N.N.B. : Je me réveille chaque matin en remerciant Dieu d'être encore en vie, alors que beaucoup ne le sont plus. Je n'ai pas toujours le temps de prendre ou de préparer mon petit déjeuner et c'est quelque chose que je dois corriger. Je me rends au bureau de bonne humeur et j'espère toujours transmettre cette bonne humeur à mes collaborateurs. Je sais quand je commence à travailler mais je ne sais pas toujours quand est-ce que je termine. De par ma fonction actuelle, le flot de travail ne me permet pas toujours de savoir quand-est-ce que je vais terminer ma journée. En tant que professeur, c'est relativement plus simple. La veille je revois mes notes et prépare mon concours et le lendemain je vais enseigner. Je me réveille tous les matins en me posant la question de savoir ce que je peux apporter à mon pays en matière juridique grâce à mon travail.
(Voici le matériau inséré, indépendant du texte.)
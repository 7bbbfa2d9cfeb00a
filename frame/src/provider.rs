//! Provider instances backing the renderer.
//!
//! Each provider owns one [`Store`]. The renderer never talks to a store
//! directly; it reads a snapshot through [`LifecycleSource`] and
//! [`OverlaySource`] once per render pass.
//!
//! Handlers handed to the render tree (`on_frame_loaded`, `on_dismiss`) only
//! enqueue an action. The host drains the queue with `process_events`, so a
//! handler fired by a retired instance lands in a closed channel and is
//! discarded.

use crate::callback::Callback;
use crate::config::FrameConfig;
use crate::error::FrameError;
use crate::lifecycle::{FrameEnvironment, IFrameAction, IFrameReducer, IFrameState, LifecycleState};
use crate::message::FrameMessage;
use crate::modal::{ModalAction, ModalReducer, ModalState, OverlayState};
use crate::request::{EmbedIdentity, EmbedRequest};
use std::future::Future;
use tokio::sync::mpsc;
use unit_frame_core::environment::{Clock, Viewport};
use unit_frame_runtime::Store;

/// Read access to lifecycle state for one render pass.
pub trait LifecycleSource {
    /// Current lifecycle snapshot.
    fn lifecycle_state(&self) -> impl Future<Output = LifecycleState> + Send;
}

/// Read access to overlay state for one render pass.
pub trait OverlaySource {
    /// Current overlay snapshot.
    fn overlay_state(&self) -> impl Future<Output = OverlayState> + Send;
}

type LifecycleStore<C, V> =
    Store<IFrameState, IFrameAction, FrameEnvironment<C, V>, IFrameReducer<C, V>>;

type ModalStore = Store<ModalState, ModalAction, (), ModalReducer>;

/// Queue of actions produced by handlers in the render tree.
struct HandlerQueue<A> {
    sender: mpsc::UnboundedSender<A>,
    receiver: mpsc::UnboundedReceiver<A>,
}

impl<A: Clone + Send + Sync + 'static> HandlerQueue<A> {
    fn new() -> Self {
        let (sender, receiver) = mpsc::unbounded_channel();
        Self { sender, receiver }
    }

    /// A handler that enqueues `action` every time it is called.
    fn handler(&self, action: A, name: &'static str) -> Callback {
        let sender = self.sender.clone();
        Callback::new(move || {
            if sender.send(action.clone()).is_err() {
                tracing::debug!(handler = name, "Handler fired on a retired provider");
            }
        })
    }

    fn drain(&mut self) -> Vec<A> {
        let mut actions = Vec::new();
        while let Ok(action) = self.receiver.try_recv() {
            actions.push(action);
        }
        actions
    }
}

/// One mount of the lifecycle provider.
///
/// Dropping the instance closes its store; anything still in flight for it
/// is rejected from then on.
struct FrameInstance<C, V>
where
    C: Clock + Clone + 'static,
    V: Viewport + 'static,
{
    store: LifecycleStore<C, V>,
    identity: EmbedIdentity,
    on_frame_loaded: Callback,
    queue: HandlerQueue<IFrameAction>,
}

impl<C, V> FrameInstance<C, V>
where
    C: Clock + Clone + 'static,
    V: Viewport + 'static,
{
    async fn mount(
        request: &EmbedRequest,
        config: &FrameConfig,
        env: FrameEnvironment<C, V>,
    ) -> Result<Self, FrameError> {
        let reducer = IFrameReducer::new().with_load_timeout(config.load_timeout());
        let store = Store::new(IFrameState::new(request, config.initial_height), reducer, env);
        let queue = HandlerQueue::new();
        let on_frame_loaded = queue.handler(IFrameAction::NativeLoad, "on_frame_loaded");

        // The timeout effect stays pending until it fires, so the handle is
        // not awaited here.
        store.send(IFrameAction::Mounted).await?;

        Ok(Self {
            store,
            identity: request.identity(),
            on_frame_loaded,
            queue,
        })
    }
}

impl<C, V> Drop for FrameInstance<C, V>
where
    C: Clock + Clone + 'static,
    V: Viewport + 'static,
{
    fn drop(&mut self) {
        self.store.close();
    }
}

/// Lifecycle provider for one embedded frame.
///
/// # Example
///
/// ```ignore
/// let mut behavior = IFrameBehavior::mount(&request, &config, env).await?;
/// behavior.handle_raw_message(r#"{"type":"plugin.resize","payload":{"height":480}}"#).await?;
/// assert!(behavior.lifecycle_state().await.has_loaded);
/// ```
pub struct IFrameBehavior<C, V>
where
    C: Clock + Clone + 'static,
    V: Viewport + 'static,
{
    config: FrameConfig,
    env: FrameEnvironment<C, V>,
    instance: FrameInstance<C, V>,
}

impl<C, V> IFrameBehavior<C, V>
where
    C: Clock + Clone + 'static,
    V: Viewport + 'static,
{
    /// Mount a provider for `request`.
    ///
    /// # Errors
    ///
    /// Returns [`FrameError::Store`] if the freshly created store rejects the
    /// mount action.
    #[tracing::instrument(skip_all, fields(source_url = %request.source_url, correlation_id = %request.correlation_id))]
    pub async fn mount(
        request: &EmbedRequest,
        config: &FrameConfig,
        env: FrameEnvironment<C, V>,
    ) -> Result<Self, FrameError> {
        let instance = FrameInstance::mount(request, config, env.clone()).await?;
        Ok(Self {
            config: config.clone(),
            env,
            instance,
        })
    }

    /// Bring the provider in line with the latest request.
    ///
    /// A change of any identifying field discards the current state and
    /// mounts a fresh one. Returns whether a remount happened.
    ///
    /// # Errors
    ///
    /// Returns [`FrameError::Store`] if the new store rejects the mount action.
    pub async fn sync(&mut self, request: &EmbedRequest) -> Result<bool, FrameError> {
        let identity = request.identity();
        if identity == self.instance.identity {
            return Ok(false);
        }

        tracing::info!(
            from = %self.instance.identity.source_url,
            to = %identity.source_url,
            correlation_id = %identity.correlation_id,
            "Embed identity changed, remounting"
        );
        let fresh = FrameInstance::mount(request, &self.config, self.env.clone()).await?;
        drop(std::mem::replace(&mut self.instance, fresh));
        Ok(true)
    }

    /// Apply a lifecycle message. Overlay and foreign messages are ignored.
    ///
    /// Returns once the effects the message started have finished.
    ///
    /// # Errors
    ///
    /// Returns [`FrameError::Store`] if the store is closed.
    pub async fn handle_message(&self, message: &FrameMessage) -> Result<(), FrameError> {
        if let Some(action) = IFrameAction::from_message(message) {
            self.instance.store.send(action).await?.wait().await;
        }
        Ok(())
    }

    /// Parse and apply a raw cross-frame message.
    ///
    /// # Errors
    ///
    /// Returns [`FrameError::MalformedMessage`] for a malformed message of a
    /// known type, or [`FrameError::Store`] if the store is closed.
    pub async fn handle_raw_message(&self, raw: &str) -> Result<(), FrameError> {
        let message = FrameMessage::parse(raw).inspect_err(|error| {
            tracing::warn!(%error, "Discarding malformed frame message");
        })?;
        self.handle_message(&message).await
    }

    /// Apply the actions queued by handlers in the render tree.
    ///
    /// Returns how many actions were applied.
    ///
    /// # Errors
    ///
    /// Returns [`FrameError::Store`] if the store is closed.
    pub async fn process_events(&mut self) -> Result<usize, FrameError> {
        let actions = self.instance.queue.drain();
        let count = actions.len();
        for action in actions {
            self.instance.store.send(action).await?.wait().await;
        }
        Ok(count)
    }

    /// Handler for the primary frame's native load event.
    #[must_use]
    pub fn on_frame_loaded(&self) -> Callback {
        self.instance.on_frame_loaded.clone()
    }

    /// Identity of the current mount.
    #[must_use]
    pub const fn identity(&self) -> &EmbedIdentity {
        &self.instance.identity
    }

    /// Full state of the current mount.
    pub async fn state(&self) -> IFrameState {
        self.instance.store.state(IFrameState::clone).await
    }

    /// Tear the provider down, waiting for in-flight effects.
    ///
    /// # Errors
    ///
    /// Returns [`FrameError::Store`] if effects are still running after the
    /// configured grace period. A pending load timeout is dropped, not waited
    /// for.
    pub async fn retire(self) -> Result<(), FrameError> {
        let timeout = self.config.shutdown_timeout();
        self.instance.store.shutdown(timeout).await?;
        Ok(())
    }
}

impl<C, V> LifecycleSource for IFrameBehavior<C, V>
where
    C: Clock + Clone + 'static,
    V: Viewport + 'static,
{
    async fn lifecycle_state(&self) -> LifecycleState {
        let on_frame_loaded = &self.instance.on_frame_loaded;
        self.instance
            .store
            .state(|state| state.snapshot(on_frame_loaded))
            .await
    }
}

/// Modal content provider.
pub struct ModalIFrameData {
    store: ModalStore,
    on_dismiss: Callback,
    queue: HandlerQueue<ModalAction>,
}

impl ModalIFrameData {
    /// Create a provider with the overlay closed.
    #[must_use]
    pub fn new() -> Self {
        let queue = HandlerQueue::new();
        let on_dismiss = queue.handler(ModalAction::Dismissed, "on_dismiss");
        Self {
            store: Store::new(ModalState::default(), ModalReducer, ()),
            on_dismiss,
            queue,
        }
    }

    /// Apply an overlay message. Returns whether the message was one.
    ///
    /// # Errors
    ///
    /// Returns [`FrameError::Store`] if the store is closed.
    pub async fn handle_message(&self, message: &FrameMessage) -> Result<bool, FrameError> {
        match message {
            FrameMessage::Modal(request) => {
                self.store
                    .send(ModalAction::Requested(request.clone()))
                    .await?
                    .wait()
                    .await;
                Ok(true)
            },
            _ => Ok(false),
        }
    }

    /// Parse and apply a raw cross-frame message.
    ///
    /// # Errors
    ///
    /// Returns [`FrameError::MalformedMessage`] for a malformed message of a
    /// known type, or [`FrameError::Store`] if the store is closed.
    pub async fn handle_raw_message(&self, raw: &str) -> Result<bool, FrameError> {
        let message = FrameMessage::parse(raw).inspect_err(|error| {
            tracing::warn!(%error, "Discarding malformed frame message");
        })?;
        self.handle_message(&message).await
    }

    /// Close the overlay.
    ///
    /// # Errors
    ///
    /// Returns [`FrameError::Store`] if the store is closed.
    pub async fn dismiss(&self) -> Result<(), FrameError> {
        self.store.send(ModalAction::Dismissed).await?.wait().await;
        Ok(())
    }

    /// Apply the dismissals queued by the overlay's dismiss control.
    ///
    /// # Errors
    ///
    /// Returns [`FrameError::Store`] if the store is closed.
    pub async fn process_events(&mut self) -> Result<usize, FrameError> {
        let actions = self.queue.drain();
        let count = actions.len();
        for action in actions {
            self.store.send(action).await?.wait().await;
        }
        Ok(count)
    }

    /// Handler bound to the overlay's dismiss control.
    #[must_use]
    pub fn on_dismiss(&self) -> Callback {
        self.on_dismiss.clone()
    }
}

impl Default for ModalIFrameData {
    fn default() -> Self {
        Self::new()
    }
}

impl Drop for ModalIFrameData {
    fn drop(&mut self) {
        self.store.close();
    }
}

impl OverlaySource for ModalIFrameData {
    async fn overlay_state(&self) -> OverlayState {
        let on_dismiss = &self.on_dismiss;
        self.store.state(|state| state.snapshot(on_dismiss)).await
    }
}

/// Route a raw cross-frame message to whichever provider handles it.
///
/// # Errors
///
/// Returns [`FrameError::MalformedMessage`] for a malformed message of a
/// known type, or [`FrameError::Store`] if a provider's store is closed.
pub async fn dispatch<C, V>(
    behavior: &IFrameBehavior<C, V>,
    modal: &ModalIFrameData,
    raw: &str,
) -> Result<(), FrameError>
where
    C: Clock + Clone + 'static,
    V: Viewport + 'static,
{
    let message = FrameMessage::parse(raw).inspect_err(|error| {
        tracing::warn!(%error, "Discarding malformed frame message");
    })?;

    if message.is_lifecycle() {
        behavior.handle_message(&message).await
    } else {
        modal.handle_message(&message).await.map(|_| ())
    }
}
L.C.K. : Vous avez également créé une fondation. En quoi consistent ses activités et qu'est-ce qui a motivé cette initiative  ?

N.N.B. : La Fondation Nicole-Ntumba-Bwatshia a pour objectif de s'occuper de tout ce qui a trait au social et au culturel en faveur des démunis afin qu'ils se sentent utiles à la société. C'est une fondation apolitique est sans but lucratif.

L.C.K. : Qu'est-ce qui, selon vous, fait la particularité de la femme congolaise et africaine comme actrice de développement ? 

N.N.B. : Les femmes congolaises et africaines peuvent participer au développement de la société tout en respectant nos cultures. Elles doivent être conscientes que la catégorie A «  Femmes  » existe simultanément avec une catégorie B «  Hommes  ». Une complémentarité doit donc être respectée. Il appartient aux femmes d'exploiter leurs potentialités et de les mettre en valeur. Et aux hommes de considérer les femmes comme des êtres humains à part entière afin de faire route ensemble sans se quereller. Il ne s'agit pas d'une bataille mais plutôt d'être complémentaires. Il n'y a pas de complexe de supériorité ni d'infériorité mais juste un complexe de complémentarité.

L.C.K : Vos hobbies  ?

N.N.B. : La lecture, la musique, discuter avec des personnes intelligentes, etc.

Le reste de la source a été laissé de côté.